In HT’s own words: “Did I really spend all that time just standing in the sun wielding a butterfly net or slumped next to a light trap with a bottle of whisky? I also have a total of zero beetle pictures - it seems I stick them into a tube of alcohol before I even get the chance to take a photo. Note to self for the future - more science and beetle photos!” Yes, more beetles please!

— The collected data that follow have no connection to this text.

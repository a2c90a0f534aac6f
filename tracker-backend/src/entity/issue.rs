use chrono::{DateTime, Utc};
use sea_orm::entity::prelude::*;
use serde::{Deserialize, Serialize};
use tracker_shared::issue::IssueStatus;
use utoipa::ToSchema;

#[derive(Clone, Debug, PartialEq, DeriveEntityModel, Serialize, Deserialize, ToSchema)]
#[sea_orm(table_name = "issue")]
#[schema(as = Issue)]
pub struct Model {
    #[sea_orm(primary_key)]
    pub id: i32,
    #[serde(rename = "project")]
    pub project_id: i32,
    #[sea_orm(column_type = "String(StringLen::N(120))")]
    pub title: String,
    #[sea_orm(column_type = "Text")]
    pub description: String,
    pub status: IssueStatus,
    /// Identity of the user who filed the issue
    pub created_by: String,
    pub created_at: DateTime<Utc>,
    pub updated_at: DateTime<Utc>,
}

#[derive(Copy, Clone, Debug, EnumIter, DeriveRelation)]
pub enum Relation {
    #[sea_orm(
        belongs_to = "super::project::Entity",
        from = "Column::ProjectId",
        to = "super::project::Column::Id",
        on_update = "Cascade",
        on_delete = "Cascade"
    )]
    Project,
}

impl Related<super::project::Entity> for Entity {
    fn to() -> RelationDef {
        Relation::Project.def()
    }
}

impl ActiveModelBehavior for ActiveModel {}
pub mod issue;
pub mod project;

pub use issue::Entity as Issue;
pub use project::Entity as Project;

use chrono::{DateTime, Utc};

/// Next `updated_at` value. Never earlier than the previous one, even if the
/// wall clock steps backwards.
pub fn next_updated_at(previous: DateTime<Utc>) -> DateTime<Utc> {
    Utc::now().max(previous)
}
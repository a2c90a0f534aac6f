//! Errors returned to API clients
//!

use std::collections::BTreeMap;

use axum::extract::rejection::{JsonRejection, PathRejection, QueryRejection};
use axum::http::header::CONTENT_TYPE;
use axum::http::{HeaderValue, StatusCode};
use axum::response::IntoResponse;
use sea_orm::DbErr;
use tracing::error;
use tracker_shared::error::TrackerError;

/// Field name to the list of problems with it.
pub type FieldErrors = BTreeMap<String, Vec<String>>;

#[derive(Debug)]
pub struct WebError {
    pub(crate) status: StatusCode,
    pub(crate) message: String,
    pub(crate) fields: Option<FieldErrors>,
}

impl WebError {
    pub fn new(status: StatusCode, message: impl Into<String>) -> Self {
        WebError {
            status,
            message: message.into(),
            fields: None,
        }
    }

    pub fn not_found() -> Self {
        Self::new(StatusCode::NOT_FOUND, "Not found.")
    }

    pub fn unauthorized(message: impl Into<String>) -> Self {
        Self::new(StatusCode::UNAUTHORIZED, message)
    }

    pub fn bad_request(message: impl Into<String>) -> Self {
        Self::new(StatusCode::BAD_REQUEST, message)
    }

    pub fn validation(fields: FieldErrors) -> Self {
        WebError {
            status: StatusCode::BAD_REQUEST,
            message: "Validation failed".to_string(),
            fields: Some(fields),
        }
    }

    /// A validation error on a single field.
    pub fn field(field: &str, message: impl Into<String>) -> Self {
        let mut fields = FieldErrors::new();
        fields.insert(field.to_string(), vec![message.into()]);
        Self::validation(fields)
    }

    pub fn status(&self) -> StatusCode {
        self.status
    }
}

impl IntoResponse for WebError {
    fn into_response(self) -> axum::response::Response {
        let body = match self.fields {
            Some(fields) => serde_json::json!({
                "error": self.message,
                "fields": fields,
            }),
            None => serde_json::json!({
                "error": self.message,
            }),
        };
        let mut response = axum::response::Response::new(body.to_string().into());
        *response.status_mut() = self.status;
        response
            .headers_mut()
            .insert(CONTENT_TYPE, HeaderValue::from_static("application/json"));
        response
    }
}

impl From<DbErr> for WebError {
    fn from(err: DbErr) -> Self {
        error!("Database error: {:?}", err);
        WebError::new(
            StatusCode::INTERNAL_SERVER_ERROR,
            format!("Database error: {}", err),
        )
    }
}

impl From<JsonRejection> for WebError {
    fn from(rejection: JsonRejection) -> Self {
        WebError::bad_request(rejection.body_text())
    }
}

impl From<QueryRejection> for WebError {
    fn from(rejection: QueryRejection) -> Self {
        WebError::bad_request(rejection.body_text())
    }
}

impl From<PathRejection> for WebError {
    fn from(rejection: PathRejection) -> Self {
        tracing::debug!("Path rejected: {}", rejection.body_text());
        WebError::not_found()
    }
}

impl From<TrackerError> for WebError {
    fn from(err: TrackerError) -> Self {
        match err {
            TrackerError::InvalidChoice { field, value } => {
                WebError::field(field, format!("\"{}\" is not a valid choice.", value))
            }
            TrackerError::Configuration(_) | TrackerError::DatabaseError(_) => {
                error!("Internal error: {}", err);
                WebError::new(StatusCode::INTERNAL_SERVER_ERROR, err.to_string())
            }
        }
    }
}
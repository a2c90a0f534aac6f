pub mod error;
pub mod issue;

use error::TrackerError;

pub const DEFAULT_PORT: u16 = 8000;

pub struct AddrInfo {
    pub addr: String,
    pub port: u16,
}

impl AddrInfo {
    pub fn as_url(&self) -> String {
        format!("http://{}:{}", self.addr, self.port)
    }

    pub fn as_addr(&self) -> String {
        format!("{}:{}", self.addr, self.port)
    }

    /// Reads `TRACKER_ADDR` and `TRACKER_PORT`.
    pub fn from_env() -> Result<Self, TrackerError> {
        let port: u16 = match std::env::var("TRACKER_PORT") {
            Ok(val) => val.parse().map_err(|err| {
                TrackerError::Configuration(format!("Invalid TRACKER_PORT {:?}: {}", val, err))
            })?,
            Err(_) => DEFAULT_PORT,
        };

        Ok(Self {
            addr: std::env::var("TRACKER_ADDR").unwrap_or_else(|_| "127.0.0.1".to_string()),
            port,
        })
    }
}
pub use sea_orm_migration::prelude::*;

mod m20251018_000001_create_tables;

pub struct Migrator;

#[async_trait::async_trait]
impl MigratorTrait for Migrator {
    fn migrations() -> Vec<Box<dyn MigrationTrait>> {
        vec![Box::new(m20251018_000001_create_tables::Migration)]
    }
}
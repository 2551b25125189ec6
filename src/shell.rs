use crate::builtin;
use crate::command::{Flow, Streams};
use crate::launcher;
use crate::reader::{Input, LineReader};
use crate::tokenizer::tokenize;
use anyhow::Result;
use tracing::{debug, trace};

/// Printed before every read.
pub const PROMPT: &str = "> ";

/// Dispatch one argument list: a built-in if the first word names one,
/// otherwise an external program. An empty list does nothing.
pub fn execute(args: &[String], io: &mut Streams<'_>) -> Flow {
    let Some(name) = args.first() else {
        return Flow::Continue;
    };
    match builtin::lookup(name) {
        Some(builtin) => {
            debug!(command = %name, "running builtin");
            (builtin.handler)(args, io)
        }
        None => launcher::launch(args, io),
    }
}

/// The read-tokenize-dispatch loop.
///
/// Example
/// ```
/// use mini_shell::{Prompted, Shell, Streams};
/// use std::io::Cursor;
///
/// let reader = Prompted::new(Cursor::new("help\nexit\n"), Vec::<u8>::new());
/// let mut shell = Shell::new(reader);
/// let (mut out, mut err) = (Vec::<u8>::new(), Vec::<u8>::new());
/// shell.run(&mut Streams::new(&mut out, &mut err)).unwrap();
/// assert!(String::from_utf8(out).unwrap().contains("exit"));
/// ```
pub struct Shell<R> {
    reader: R,
}

impl<R: LineReader> Shell<R> {
    pub fn new(reader: R) -> Self {
        Self { reader }
    }

    /// Loop until `exit` or end of input.
    ///
    /// Errors come only from the reader; command failures are reported on
    /// `io.stderr` and the loop goes on.
    pub fn run(&mut self, io: &mut Streams<'_>) -> Result<()> {
        loop {
            let args = match self.reader.read_line(PROMPT)? {
                Input::Line(line) => tokenize(&line),
                Input::Eof => {
                    debug!("end of input");
                    return Ok(());
                }
            };
            trace!(?args, "tokenized");

            if execute(&args, io) == Flow::Terminate {
                return Ok(());
            }
        }
    }

    pub fn into_reader(self) -> R {
        self.reader
    }
}
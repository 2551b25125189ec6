use crate::command::{Flow, Streams};
use std::borrow::Cow;
use std::env;
use std::ffi::OsStr;
use std::path::{Path, PathBuf};
use std::process::{Command, ExitStatus};
use tracing::debug;

/// Run the external program named by `args[0]` and wait until it exits or is
/// killed by a signal.
///
/// The child inherits the shell's standard streams, environment and working
/// directory. Every failure is reported as one stderr line; the result is
/// always [`Flow::Continue`].
pub fn launch(args: &[String], io: &mut Streams<'_>) -> Flow {
    let Some((name, operands)) = args.split_first() else {
        return Flow::Continue;
    };

    let search_paths = env::var_os("PATH");
    let Some(program) = find_command_path(search_paths.as_deref(), Path::new(name)) else {
        io.report(format_args!("{name}: command not found"));
        return Flow::Continue;
    };

    // Anything the shell buffered must land before the child's own output.
    let _ = io.stdout.flush();

    let mut command = Command::new(&*program);
    command.args(operands);
    #[cfg(unix)]
    {
        use std::os::unix::process::CommandExt;
        command.arg0(name);
    }

    let mut child = match command.spawn() {
        Ok(child) => child,
        Err(e) => {
            io.report(format_args!("{name}: {e}"));
            return Flow::Continue;
        }
    };
    let pid = child.id();
    debug!(pid, program = %program.display(), "spawned child");

    match child.wait() {
        Ok(status) => debug!(pid, status = status_code(status), "reaped child"),
        Err(e) => io.report(format_args!("{name}: can't wait for process {pid}: {e}")),
    }
    Flow::Continue
}

/// Shell-style numeric status: the exit code, or 128 + signal number.
fn status_code(status: ExitStatus) -> i32 {
    match status.code() {
        Some(code) => code,
        None => terminated_by_signal(status),
    }
}

#[cfg(unix)]
fn terminated_by_signal(status: ExitStatus) -> i32 {
    use std::os::unix::process::ExitStatusExt;
    match status.signal() {
        Some(signal) => 128 + signal,
        None => -1,
    }
}

#[cfg(not(unix))]
fn terminated_by_signal(_status: ExitStatus) -> i32 {
    -1
}

/// Resolve a command name the way a typical shell would.
///
/// - Empty name: `None`.
/// - Name with a path separator (`/bin/ls`, `./run`, `bin/tool`): used as a
///   path if it exists; spawning reports anything else wrong with it.
/// - Bare name: the first executable regular file found in `search_paths`
///   (`PATH` syntax). No search path means nothing resolves.
pub fn find_command_path<'a>(
    search_paths: Option<&OsStr>,
    path: &'a Path,
) -> Option<Cow<'a, Path>> {
    let mut components = path.components();
    match (components.next(), components.next()) {
        (None, _) => None,
        (Some(first), None) if !path.is_absolute() && !path.starts_with(".") => {
            find_in_path(search_paths?, first.as_os_str()).map(Cow::Owned)
        }
        _ => path.exists().then_some(Cow::Borrowed(path)),
    }
}

fn find_in_path(search_paths: &OsStr, cmd: &OsStr) -> Option<PathBuf> {
    env::split_paths(search_paths)
        .map(|dir| dir.join(cmd))
        .find(|candidate| is_executable(candidate))
}

#[cfg(unix)]
fn is_executable(path: &Path) -> bool {
    use std::os::unix::fs::PermissionsExt;
    path.metadata()
        .map(|meta| meta.is_file() && meta.permissions().mode() & 0o111 != 0)
        .unwrap_or(false)
}

#[cfg(not(unix))]
fn is_executable(path: &Path) -> bool {
    path.is_file()
}

#[cfg(all(test, unix))]
mod tests {
    use super::*;
    use crate::test_support::lock_current_dir;
    use std::fs::{self, File};
    use std::os::unix::fs::PermissionsExt;

    fn osstr(s: &str) -> Option<&OsStr> {
        Some(OsStr::new(s))
    }

    fn args(words: &[&str]) -> Vec<String> {
        words.iter().map(|w| w.to_string()).collect()
    }

    fn run(words: &[&str]) -> (Flow, String) {
        let (mut out, mut err) = (Vec::<u8>::new(), Vec::<u8>::new());
        let flow = launch(&args(words), &mut Streams::new(&mut out, &mut err));
        (flow, String::from_utf8(err).unwrap())
    }

    fn make_executable(path: &Path) {
        fs::write(path, "#!/bin/sh\nexit 0\n").expect("write script");
        fs::set_permissions(path, fs::Permissions::from_mode(0o755)).expect("chmod");
    }

    #[test]
    fn absolute_existing() {
        let path = Path::new("/bin/sh");
        let found = find_command_path(osstr("/nowhere"), path).expect("/bin/sh exists");
        assert_eq!(found.as_ref(), path);
    }

    #[test]
    fn absolute_nonexisting() {
        assert!(find_command_path(osstr("/bin"), Path::new("/bin/nonexisting")).is_none());
    }

    #[test]
    fn bare_name_found_in_search_path() {
        let found = find_command_path(osstr("/nowhere:/bin"), Path::new("sh"))
            .expect("Expected to find 'sh' in /bin via PATH search");
        assert_eq!(found.as_ref(), Path::new("/bin/sh"));
    }

    #[test]
    fn bare_name_without_search_path() {
        assert!(find_command_path(None, Path::new("sh")).is_none());
    }

    #[test]
    fn first_executable_match_wins() {
        let first = tempfile::tempdir().unwrap();
        let second = tempfile::tempdir().unwrap();
        File::create(first.path().join("tool")).unwrap();
        make_executable(&second.path().join("tool"));

        let search = env::join_paths([first.path(), second.path()]).unwrap();
        let found = find_command_path(Some(search.as_os_str()), Path::new("tool")).unwrap();
        assert_eq!(found.as_ref(), second.path().join("tool"));
    }

    #[test]
    fn directories_are_skipped_in_search_path() {
        let dir = tempfile::tempdir().unwrap();
        fs::create_dir(dir.path().join("tool")).unwrap();
        assert!(find_command_path(Some(dir.path().as_os_str()), Path::new("tool")).is_none());
    }

    #[test]
    fn relative_paths_resolve_against_current_dir() {
        let _lock = lock_current_dir();
        let cwd_before = env::current_dir().unwrap();
        let temp = tempfile::tempdir().unwrap();
        fs::create_dir(temp.path().join("bin")).unwrap();
        make_executable(&temp.path().join("bin").join("tool"));

        env::set_current_dir(temp.path()).unwrap();
        let resolve = |name: &str| {
            find_command_path(osstr("/bin"), Path::new(name)).map(|p| p.into_owned())
        };
        let nested = resolve("bin/tool");
        let dotted = resolve("./bin/tool");
        let missing = resolve("./sh");
        env::set_current_dir(&cwd_before).unwrap();

        assert_eq!(nested.as_deref(), Some(Path::new("bin/tool")));
        assert_eq!(dotted.as_deref(), Some(Path::new("./bin/tool")));
        assert!(missing.is_none(), "./sh must not fall back to PATH");
    }

    #[test]
    fn empty_path_is_none() {
        assert!(find_command_path(osstr("/bin"), Path::new("")).is_none());
    }

    #[test]
    fn successful_program_reports_nothing() {
        assert_eq!(run(&["true"]), (Flow::Continue, String::new()));
    }

    #[test]
    fn failing_program_still_continues() {
        assert_eq!(run(&["false"]), (Flow::Continue, String::new()));
    }

    #[test]
    fn missing_program_reports_one_line() {
        let (flow, err) = run(&["definitely-not-a-command-8c1f"]);
        assert_eq!(flow, Flow::Continue);
        assert_eq!(err, "shell: definitely-not-a-command-8c1f: command not found\n");
    }

    #[test]
    fn non_executable_file_reports_one_line() {
        let temp = tempfile::tempdir().unwrap();
        let script = temp.path().join("script");
        fs::write(&script, "echo hi\n").unwrap();

        let (flow, err) = run(&[script.to_str().unwrap()]);
        assert_eq!(flow, Flow::Continue);
        assert_eq!(err.lines().count(), 1, "{err}");
        assert!(err.contains("ermission denied"), "{err}");
    }

    #[test]
    fn waits_for_child_to_finish() {
        let temp = tempfile::tempdir().unwrap();
        let marker = temp.path().join("marker");
        let script = format!("sleep 0.2; echo done > '{}'", marker.display());

        let (flow, err) = run(&["sh", "-c", script.as_str()]);

        assert_eq!(flow, Flow::Continue);
        assert!(err.is_empty(), "{err}");
        assert_eq!(fs::read_to_string(&marker).unwrap(), "done\n");
    }

    #[test]
    fn child_killed_by_signal_is_reaped() {
        let (flow, err) = run(&["sh", "-c", "kill -9 $$"]);
        assert_eq!(flow, Flow::Continue);
        assert!(err.is_empty(), "{err}");
    }

    #[test]
    fn child_sees_program_name_as_argv0() {
        let temp = tempfile::tempdir().unwrap();
        let out = temp.path().join("argv0");
        let script = format!("echo \"$0\" > '{}'", out.display());

        run(&["sh", "-c", script.as_str()]);

        assert_eq!(fs::read_to_string(&out).unwrap(), "sh\n");
    }

    #[test]
    fn status_codes_follow_shell_convention() {
        use std::os::unix::process::ExitStatusExt;
        assert_eq!(status_code(ExitStatus::from_raw(0)), 0);
        assert_eq!(status_code(ExitStatus::from_raw(3 << 8)), 3);
        assert_eq!(status_code(ExitStatus::from_raw(9)), 137);
    }
}
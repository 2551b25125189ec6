//! Line readers feeding the main loop.

use anyhow::{Context, Result};
use rustyline::DefaultEditor;
use rustyline::error::ReadlineError;
use std::io::{BufRead, Write};
use tracing::debug;

/// Outcome of one read.
#[derive(Debug, Clone, PartialEq, Eq)]
pub enum Input {
    /// A raw line, trailing newline included when the stream had one.
    Line(String),
    /// The input stream is exhausted.
    Eof,
}

/// Source of raw command lines.
pub trait LineReader {
    /// Show `prompt` and block until a full line or end of input is available.
    fn read_line(&mut self, prompt: &str) -> Result<Input>;
}

/// Plain reader over any buffered input, writing the prompt to `out`.
///
/// Used for piped or redirected input where line editing makes no sense.
pub struct Prompted<R, W> {
    input: R,
    out: W,
}

impl<R: BufRead, W: Write> Prompted<R, W> {
    pub fn new(input: R, out: W) -> Self {
        Self { input, out }
    }

    pub fn into_inner(self) -> (R, W) {
        (self.input, self.out)
    }
}

impl<R: BufRead, W: Write> LineReader for Prompted<R, W> {
    fn read_line(&mut self, prompt: &str) -> Result<Input> {
        write!(self.out, "{prompt}").context("can't write prompt")?;
        self.out.flush().context("can't write prompt")?;

        let mut raw = Vec::new();
        let read = self
            .input
            .read_until(b'\n', &mut raw)
            .context("can't read from standard input")?;
        if read == 0 {
            Ok(Input::Eof)
        } else {
            Ok(Input::Line(String::from_utf8_lossy(&raw).into_owned()))
        }
    }
}

/// Interactive reader with line editing and in-memory history.
pub struct Editor {
    editor: DefaultEditor,
}

impl Editor {
    pub fn new() -> Result<Self> {
        let editor = DefaultEditor::new().context("can't initialize line editor")?;
        Ok(Self { editor })
    }
}

impl LineReader for Editor {
    fn read_line(&mut self, prompt: &str) -> Result<Input> {
        let result = self.editor.readline(prompt);
        accept(result, |line| self.editor.add_history_entry(line))
    }
}

/// Map one rustyline read to an [`Input`], recording non-blank lines in history.
///
/// A history failure only loses the entry; the line is still returned.
fn accept(
    result: rustyline::Result<String>,
    record: impl FnOnce(&str) -> rustyline::Result<bool>,
) -> Result<Input> {
    match result {
        Ok(mut line) => {
            if !line.trim().is_empty() {
                if let Err(e) = record(&line) {
                    debug!(error = %e, "can't record history entry");
                }
            }
            line.push('\n');
            Ok(Input::Line(line))
        }
        // Ctrl-C drops the line being edited and re-prompts.
        Err(ReadlineError::Interrupted) => Ok(Input::Line(String::new())),
        Err(ReadlineError::Eof) => Ok(Input::Eof),
        Err(err) => Err(err).context("can't read line"),
    }
}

Taking part in fieldwork can often highlight the degradation of habitats, or even countries. When HT went on fieldwork to Sierra Leone this was immediately apparent. Sierra Leone is the world’s worst off nation, after nine years of civil war ending in 2000, it is not jus the economy and the peoples that are affected, it is also the natural environment. After a failed attempt to track the pygmy hippo (one of Africa’s many endangered species whose populations are under threat from deforestation and poaching), he tells this story:
“…with an outdated guide to the local mammal fauna, we headed for a locality in ‘impenetrable’ Sierra Leone. We soon understood that this habitat could no longer support a viable population of hippos. After years of civil war, mass deforestation, and farming, the landscape was barren; we couldn’t even pitch our hammocks. Forget hippos, there weren’t even trees, which meant the breaking of the cardinal Ray Mears rule of never sleeping on the ground in the tropics…. But on a positive note, unlike some virgin tropical Africa explorers we didn’t emerge from the jungle with our stomachs in a bag and an unknown virus rioting through our veins! Another of our research sites was more positive, the Outamba-Kilimi National Park had good populations of chimpanzees and elephants, and despite unseasonably long periods of torrential rainfall, there was an abundance of Lepidoptera and Coleoptera.”
So, to get back to beetles, here are some photos of fieldwork, this time in Tanzania.
Setting up the light trap at dusk, Mwanihana peak, Udzungwa Mountains
Dung baited pitfall trap (collecting Scarabs which are very good indicators of ecosystem fitness), Nguru Mountains (and yes, entomologists do get a bit obsessed with poo, though we are most definitely not 'anally retentive'!)
Here is HT (on the left) employing the sophisticated fieldwork method of grubbing about in elephant dung with some sticks, looking for beetles...
All good stories, and hard days' fieldwork, end on a sunset, and perhaps a bottle of whisky!